--- START ---

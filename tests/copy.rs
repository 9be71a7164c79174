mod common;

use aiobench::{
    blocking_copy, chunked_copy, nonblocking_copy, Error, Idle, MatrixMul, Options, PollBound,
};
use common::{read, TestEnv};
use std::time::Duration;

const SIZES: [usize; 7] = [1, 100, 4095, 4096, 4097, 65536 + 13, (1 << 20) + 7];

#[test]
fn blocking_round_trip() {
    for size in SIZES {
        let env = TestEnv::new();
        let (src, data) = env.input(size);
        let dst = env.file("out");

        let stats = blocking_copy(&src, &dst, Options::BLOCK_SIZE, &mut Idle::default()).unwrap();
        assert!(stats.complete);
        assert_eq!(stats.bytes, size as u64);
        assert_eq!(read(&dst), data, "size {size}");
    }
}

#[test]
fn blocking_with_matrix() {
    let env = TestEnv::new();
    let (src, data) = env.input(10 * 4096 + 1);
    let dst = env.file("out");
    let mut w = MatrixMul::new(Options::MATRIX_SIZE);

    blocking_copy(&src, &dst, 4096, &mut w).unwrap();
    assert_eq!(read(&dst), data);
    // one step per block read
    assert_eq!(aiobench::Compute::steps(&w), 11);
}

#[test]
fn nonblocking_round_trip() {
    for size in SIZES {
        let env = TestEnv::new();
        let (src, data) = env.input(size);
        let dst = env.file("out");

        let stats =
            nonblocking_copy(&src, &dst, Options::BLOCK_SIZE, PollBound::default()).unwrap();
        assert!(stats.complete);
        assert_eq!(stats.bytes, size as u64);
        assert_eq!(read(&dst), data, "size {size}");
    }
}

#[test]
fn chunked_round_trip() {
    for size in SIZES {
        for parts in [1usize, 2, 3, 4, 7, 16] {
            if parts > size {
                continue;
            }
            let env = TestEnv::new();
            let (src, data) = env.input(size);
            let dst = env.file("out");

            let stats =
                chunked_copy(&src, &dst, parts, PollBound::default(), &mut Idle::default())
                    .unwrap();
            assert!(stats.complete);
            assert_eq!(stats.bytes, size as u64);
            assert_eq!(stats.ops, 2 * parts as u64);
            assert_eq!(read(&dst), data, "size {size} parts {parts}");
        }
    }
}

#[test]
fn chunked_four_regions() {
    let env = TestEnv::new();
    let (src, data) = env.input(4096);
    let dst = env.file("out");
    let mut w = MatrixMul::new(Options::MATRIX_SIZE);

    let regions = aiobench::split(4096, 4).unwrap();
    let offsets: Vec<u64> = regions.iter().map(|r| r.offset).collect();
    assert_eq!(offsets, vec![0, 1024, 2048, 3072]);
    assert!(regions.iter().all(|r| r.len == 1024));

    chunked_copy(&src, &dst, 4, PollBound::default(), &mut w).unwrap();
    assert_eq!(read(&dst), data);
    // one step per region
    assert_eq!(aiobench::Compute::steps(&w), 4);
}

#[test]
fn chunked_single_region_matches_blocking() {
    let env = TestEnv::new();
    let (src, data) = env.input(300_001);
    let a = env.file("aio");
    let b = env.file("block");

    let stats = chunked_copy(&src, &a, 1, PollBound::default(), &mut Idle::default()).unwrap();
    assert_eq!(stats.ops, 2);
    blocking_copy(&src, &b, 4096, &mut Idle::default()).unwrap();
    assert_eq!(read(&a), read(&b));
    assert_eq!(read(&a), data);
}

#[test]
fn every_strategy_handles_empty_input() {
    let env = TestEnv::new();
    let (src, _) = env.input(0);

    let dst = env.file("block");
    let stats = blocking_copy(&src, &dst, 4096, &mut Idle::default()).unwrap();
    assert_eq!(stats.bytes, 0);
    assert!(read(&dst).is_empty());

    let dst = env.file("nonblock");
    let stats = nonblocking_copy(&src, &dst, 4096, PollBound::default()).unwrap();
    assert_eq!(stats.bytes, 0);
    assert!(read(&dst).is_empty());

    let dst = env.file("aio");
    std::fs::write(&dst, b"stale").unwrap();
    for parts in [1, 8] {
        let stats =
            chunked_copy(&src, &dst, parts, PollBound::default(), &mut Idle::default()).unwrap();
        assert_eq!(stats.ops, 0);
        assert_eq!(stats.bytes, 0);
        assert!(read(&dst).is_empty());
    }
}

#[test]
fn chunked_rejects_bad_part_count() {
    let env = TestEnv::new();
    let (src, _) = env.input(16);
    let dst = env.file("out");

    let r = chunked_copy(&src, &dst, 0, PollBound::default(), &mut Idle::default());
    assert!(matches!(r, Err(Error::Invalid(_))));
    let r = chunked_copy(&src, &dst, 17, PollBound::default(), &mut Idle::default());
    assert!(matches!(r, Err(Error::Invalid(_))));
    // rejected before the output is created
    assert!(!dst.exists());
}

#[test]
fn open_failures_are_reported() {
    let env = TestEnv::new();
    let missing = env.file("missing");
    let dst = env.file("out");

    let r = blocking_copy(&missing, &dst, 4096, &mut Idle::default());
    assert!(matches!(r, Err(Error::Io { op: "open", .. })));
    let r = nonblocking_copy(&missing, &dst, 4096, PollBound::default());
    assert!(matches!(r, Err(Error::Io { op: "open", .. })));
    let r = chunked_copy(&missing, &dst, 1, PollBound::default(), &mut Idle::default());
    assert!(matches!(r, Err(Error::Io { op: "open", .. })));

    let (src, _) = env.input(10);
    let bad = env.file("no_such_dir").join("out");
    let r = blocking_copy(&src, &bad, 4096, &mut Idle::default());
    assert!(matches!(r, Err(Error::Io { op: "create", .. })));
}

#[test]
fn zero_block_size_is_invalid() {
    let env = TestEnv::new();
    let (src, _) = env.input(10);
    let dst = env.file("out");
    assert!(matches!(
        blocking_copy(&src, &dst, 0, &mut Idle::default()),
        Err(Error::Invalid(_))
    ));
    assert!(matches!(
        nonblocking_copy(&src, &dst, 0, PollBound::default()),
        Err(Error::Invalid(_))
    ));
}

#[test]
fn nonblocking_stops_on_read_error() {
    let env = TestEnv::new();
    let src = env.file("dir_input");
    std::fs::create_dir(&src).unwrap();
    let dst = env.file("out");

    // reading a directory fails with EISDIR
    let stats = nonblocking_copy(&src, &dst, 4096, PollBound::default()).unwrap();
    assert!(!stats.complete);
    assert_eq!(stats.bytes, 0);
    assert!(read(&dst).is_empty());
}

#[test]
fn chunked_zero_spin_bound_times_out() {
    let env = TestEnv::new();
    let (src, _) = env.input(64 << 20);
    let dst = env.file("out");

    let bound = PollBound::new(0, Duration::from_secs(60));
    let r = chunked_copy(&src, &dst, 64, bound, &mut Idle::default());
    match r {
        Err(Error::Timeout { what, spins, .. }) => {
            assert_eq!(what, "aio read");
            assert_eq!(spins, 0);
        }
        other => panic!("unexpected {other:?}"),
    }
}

--- END ---

→ WORK INSTRUCTIONS
Please transcribe the records exactly from their first line through the line holding "use std::time::Duration;", and leave out all others.

→ ANSWER SPACE
filename tests/copy.rs
repository 9be71a7164c79174
mod common;

use aiobench::{
    blocking_copy, chunked_copy, nonblocking_copy, Error, Idle, MatrixMul, Options, PollBound,
};
use common::{read, TestEnv};
use std::time::Duration;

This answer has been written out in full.